_Task to complete_. Scan the listing for the word "UploadInvoice" and report every line that contains it.

^^^^^^^^

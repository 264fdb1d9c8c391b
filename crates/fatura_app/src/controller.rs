use std::sync::mpsc;

use fatura_core::{update, AppState, Effect, InvoiceFile, Msg, SubmissionView};
use fatura_engine::{EngineEvent, UploadHandle, UploadSettings};
use fatura_logging::{fatura_info, fatura_warn};

/// Drives one invoice submission at a time: owns the state machine, executes
/// effects on the upload engine and republishes view models to observers.
///
/// All state mutation happens on the thread calling into this type; the
/// engine only talks back through its event channel, drained by `pump`.
pub struct SubmissionController {
    state: AppState,
    engine: UploadHandle,
    view_tx: mpsc::Sender<SubmissionView>,
    view_rx: Option<mpsc::Receiver<SubmissionView>>,
}

impl SubmissionController {
    pub fn new(settings: UploadSettings) -> Self {
        let (view_tx, view_rx) = mpsc::channel();
        Self {
            state: AppState::new(),
            engine: UploadHandle::new(settings),
            view_tx,
            view_rx: Some(view_rx),
        }
    }

    /// Observer channel: one view model per state transition, delivered in
    /// transition order. Can be taken once.
    pub fn updates(&mut self) -> Option<mpsc::Receiver<SubmissionView>> {
        self.view_rx.take()
    }

    /// Submit a picked file. `None` (dialog dismissed without a selection)
    /// and picks made while a submission is in flight are ignored.
    pub fn submit(&mut self, file: Option<InvoiceFile>) {
        if let Some(file) = &file {
            // The picker filters on the advertised media type already; a
            // non-image here means the host wired its filter wrong.
            if !file.is_image() {
                fatura_warn!(
                    "selected file {} has non-image media type {}",
                    file.file_name,
                    file.media_type
                );
            }
        }
        self.dispatch(Msg::FileChosen(file));
    }

    /// Back to the upload form; only meaningful from a terminal state.
    pub fn reset(&mut self) {
        self.dispatch(Msg::BackToUploadClicked);
    }

    /// Current projection of the submission slot.
    pub fn view(&self) -> SubmissionView {
        self.state.view()
    }

    /// Drains pending engine events into the state machine. The host calls
    /// this from its event loop.
    pub fn pump(&mut self) {
        while let Some(event) = self.engine.try_recv() {
            let EngineEvent::UploadCompleted { upload_id, result } = event;
            if let Err(report) = &result {
                fatura_warn!("upload {} failed: {}", upload_id, report.message);
            }
            self.dispatch(Msg::UploadFinished { upload_id, result });
        }
    }

    fn dispatch(&mut self, msg: Msg) {
        let state = std::mem::take(&mut self.state);
        let (mut state, effects) = update(state, msg);
        let changed = state.consume_dirty();
        self.state = state;

        self.run_effects(effects);

        if changed {
            let _ = self.view_tx.send(self.state.view());
        }
    }

    fn run_effects(&self, effects: Vec<Effect>) {
        for effect in effects {
            match effect {
                Effect::UploadInvoice { upload_id, file } => {
                    fatura_info!(
                        "UploadInvoice upload_id={} file={} bytes={}",
                        upload_id,
                        file.file_name,
                        file.bytes.len()
                    );
                    self.engine.enqueue(upload_id, file);
                }
            }
        }
    }
}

^^^^^^^^

_Output_.
                Effect::UploadInvoice { upload_id, file } => {
                        "UploadInvoice upload_id={} file={} bytes={}",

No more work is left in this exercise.